> [What the task requires]: Two lines below mark the span: the one containing "#[serde(other)]" and the one containing "may carry either". Set down both, plus every line between, exactly as they stand, and nothing else.

> [Data for this task]:
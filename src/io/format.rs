use std::{fmt, path::Path};

/// Supported data formats for input/output layers.
#[derive(Debug, Clone, Copy, Default, PartialEq, Eq)]
pub enum DocumentFormat {
    #[default]
    Json,
    #[cfg(feature = "yaml")]
    Yaml,
    #[cfg(feature = "toml")]
    Toml,
}

impl DocumentFormat {
    /// Formats compiled into this build, JSON first.
    pub fn available_formats() -> Vec<DocumentFormat> {
        vec![
            DocumentFormat::Json,
            #[cfg(feature = "yaml")]
            DocumentFormat::Yaml,
            #[cfg(feature = "toml")]
            DocumentFormat::Toml,
        ]
    }

    /// Format implied by a file extension, when this build supports it.
    pub fn from_path(path: &Path) -> Option<DocumentFormat> {
        let ext = path.extension()?.to_string_lossy().to_ascii_lowercase();
        match ext.as_str() {
            "json" => Some(DocumentFormat::Json),
            #[cfg(feature = "yaml")]
            "yaml" | "yml" => Some(DocumentFormat::Yaml),
            #[cfg(feature = "toml")]
            "toml" => Some(DocumentFormat::Toml),
            _ => None,
        }
    }
}

impl fmt::Display for DocumentFormat {
    fn fmt(&self, f: &mut fmt::Formatter<'_>) -> fmt::Result {
        match self {
            DocumentFormat::Json => write!(f, "json"),
            #[cfg(feature = "yaml")]
            DocumentFormat::Yaml => write!(f, "yaml"),
            #[cfg(feature = "toml")]
            DocumentFormat::Toml => write!(f, "toml"),
        }
    }
}

#[cfg(test)]
mod tests {
    use super::*;

    #[test]
    fn json_is_always_available() {
        assert_eq!(DocumentFormat::available_formats()[0], DocumentFormat::Json);
        assert_eq!(
            DocumentFormat::from_path(Path::new("fields.JSON")),
            Some(DocumentFormat::Json)
        );
        assert_eq!(DocumentFormat::from_path(Path::new("fields")), None);
    }
}
use serde::{Deserialize, Serialize};
use serde_json::Value;

use crate::path::normalize;

#[derive(Debug, Clone, Copy, Default, PartialEq, Eq, Hash, Serialize, Deserialize)]
#[serde(rename_all = "lowercase")]
pub enum FieldType {
    #[default]
    Text,
    Textarea,
    Number,
    Integer,
    Date,
    #[serde(alias = "date-time")]
    Datetime,
    Time,
    Email,
    Url,
    Select,
    Checkbox,
    Object,
    Array,
    #[serde(other)]
    Other,
}

impl FieldType {
    pub fn is_complex(self) -> bool {
        matches!(self, FieldType::Object | FieldType::Array)
    }

    pub fn as_str(self) -> &'static str {
        match self {
            FieldType::Text => "text",
            FieldType::Textarea => "textarea",
            FieldType::Number => "number",
            FieldType::Integer => "integer",
            FieldType::Date => "date",
            FieldType::Datetime => "datetime",
            FieldType::Time => "time",
            FieldType::Email => "email",
            FieldType::Url => "url",
            FieldType::Select => "select",
            FieldType::Checkbox => "checkbox",
            FieldType::Object => "object",
            FieldType::Array => "array",
            FieldType::Other => "other",
        }
    }
}

#[derive(Debug, Clone, Copy, PartialEq, Eq, Hash, Serialize, Deserialize)]
#[serde(rename_all = "lowercase")]
pub enum FieldCategory {
    Simple,
    Complex,
}

/// One entry of a schema's field list.
///
/// `key` is a template path (`materialList[item].country`). Nested definitions may carry either
/// the full template key or a key relative to their parent; the schema index qualifies them.
#[derive(Debug, Clone, PartialEq, Serialize, Deserialize)]
#[serde(rename_all = "camelCase")]
pub struct FieldDefinition {
    pub key: String,
    #[serde(default)]
    pub label: String,
    #[serde(rename = "type", default)]
    pub field_type: FieldType,
    #[serde(default, skip_serializing_if = "Option::is_none")]
    pub field_category: Option<FieldCategory>,
    #[serde(default)]
    pub required: bool,
    #[serde(default, skip_serializing_if = "Option::is_none")]
    pub description: Option<String>,
    #[serde(default, skip_serializing_if = "Option::is_none")]
    pub urn: Option<String>,
    #[serde(default, skip_serializing_if = "Vec::is_empty")]
    pub options: Vec<String>,
    #[serde(default, skip_serializing_if = "Option::is_none")]
    pub default: Option<Value>,
    #[serde(default, skip_serializing_if = "Vec::is_empty")]
    pub object_fields: Vec<FieldDefinition>,
    #[serde(default, skip_serializing_if = "Vec::is_empty")]
    pub item_fields: Vec<FieldDefinition>,
    #[serde(default, skip_serializing_if = "Option::is_none")]
    pub item_type: Option<FieldType>,
}

impl FieldDefinition {
    pub fn new(key: impl Into<String>, label: impl Into<String>, field_type: FieldType) -> Self {
        Self {
            key: key.into(),
            label: label.into(),
            field_type,
            field_category: None,
            required: false,
            description: None,
            urn: None,
            options: Vec::new(),
            default: None,
            object_fields: Vec::new(),
            item_fields: Vec::new(),
            item_type: None,
        }
    }

    pub fn object(
        key: impl Into<String>,
        label: impl Into<String>,
        fields: Vec<FieldDefinition>,
    ) -> Self {
        let mut definition = Self::new(key, label, FieldType::Object);
        definition.object_fields = fields;
        definition
    }

    /// An array of objects described by `item_fields`.
    pub fn array(
        key: impl Into<String>,
        label: impl Into<String>,
        item_fields: Vec<FieldDefinition>,
    ) -> Self {
        let mut definition = Self::new(key, label, FieldType::Array);
        definition.item_fields = item_fields;
        definition.item_type = Some(FieldType::Object);
        definition
    }

    pub fn with_required(mut self, required: bool) -> Self {
        self.required = required;
        self
    }

    pub fn with_description(mut self, description: impl Into<String>) -> Self {
        self.description = Some(description.into());
        self
    }

    pub fn with_default(mut self, default: Value) -> Self {
        self.default = Some(default);
        self
    }

    pub fn with_item_type(mut self, item_type: FieldType) -> Self {
        self.item_type = Some(item_type);
        self
    }

    pub fn with_options(mut self, options: Vec<String>) -> Self {
        self.options = options;
        self
    }

    /// Declared category, falling back to what the type implies.
    pub fn category(&self) -> FieldCategory {
        self.field_category.unwrap_or(if self.field_type.is_complex() {
            FieldCategory::Complex
        } else {
            FieldCategory::Simple
        })
    }

    pub fn is_complex(&self) -> bool {
        self.category() == FieldCategory::Complex
    }

    /// Child definitions: `objectFields` for objects, `itemFields` for arrays.
    pub fn nested(&self) -> &[FieldDefinition] {
        match self.field_type {
            FieldType::Object => &self.object_fields,
            FieldType::Array => &self.item_fields,
            _ if !self.object_fields.is_empty() => &self.object_fields,
            _ => &self.item_fields,
        }
    }

    /// Last key segment of the template path.
    pub fn name(&self) -> String {
        normalize(&self.key)
            .rsplit('.')
            .next()
            .unwrap_or_default()
            .to_string()
    }

    pub fn display_label(&self) -> String {
        let name = self.name();
        if self.label.is_empty() || self.label.eq_ignore_ascii_case(&name) {
            name
        } else {
            format!("{} ({})", self.label, name)
        }
    }
}

#[cfg(test)]
mod tests {
    use serde_json::json;

    use super::*;

    #[test]
    fn deserializes_camel_case_definitions() {
        let raw = json!({
            "key": "materialList",
            "label": "Materials",
            "type": "array",
            "fieldCategory": "complex",
            "required": true,
            "itemType": "object",
            "itemFields": [
                {"key": "materialList[item].country", "label": "Country", "type": "select", "options": ["DE", "FR"]},
                {"key": "materialList[item].share", "label": "Share", "type": "number"}
            ]
        });
        let definition: FieldDefinition = serde_json::from_value(raw).unwrap();
        assert_eq!(definition.field_type, FieldType::Array);
        assert!(definition.is_complex());
        assert_eq!(definition.nested().len(), 2);
        assert_eq!(definition.nested()[0].options, vec!["DE", "FR"]);
        assert_eq!(definition.item_type, Some(FieldType::Object));
    }

    #[test]
    fn unknown_types_are_kept_as_other() {
        let definition: FieldDefinition =
            serde_json::from_value(json!({"key": "rating", "type": "stars"})).unwrap();
        assert_eq!(definition.field_type, FieldType::Other);
        assert_eq!(definition.category(), FieldCategory::Simple);
    }

    #[test]
    fn name_ignores_placeholders() {
        let definition = FieldDefinition::new("materialList[item].country", "Country", FieldType::Text);
        assert_eq!(definition.name(), "country");
        assert_eq!(definition.display_label(), "Country");
        let renamed = FieldDefinition::new("a.econId", "Economic operator", FieldType::Text);
        assert_eq!(renamed.display_label(), "Economic operator (econId)");
    }
}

> [Answer box]:
    #[serde(other)]
    Other,
}

impl FieldType {
    pub fn is_complex(self) -> bool {
        matches!(self, FieldType::Object | FieldType::Array)
    }

    pub fn as_str(self) -> &'static str {
        match self {
            FieldType::Text => "text",
            FieldType::Textarea => "textarea",
            FieldType::Number => "number",
            FieldType::Integer => "integer",
            FieldType::Date => "date",
            FieldType::Datetime => "datetime",
            FieldType::Time => "time",
            FieldType::Email => "email",
            FieldType::Url => "url",
            FieldType::Select => "select",
            FieldType::Checkbox => "checkbox",
            FieldType::Object => "object",
            FieldType::Array => "array",
            FieldType::Other => "other",
        }
    }
}

#[derive(Debug, Clone, Copy, PartialEq, Eq, Hash, Serialize, Deserialize)]
#[serde(rename_all = "lowercase")]
pub enum FieldCategory {
    Simple,
    Complex,
}

/// One entry of a schema's field list.
///
/// `key` is a template path (`materialList[item].country`). Nested definitions may carry either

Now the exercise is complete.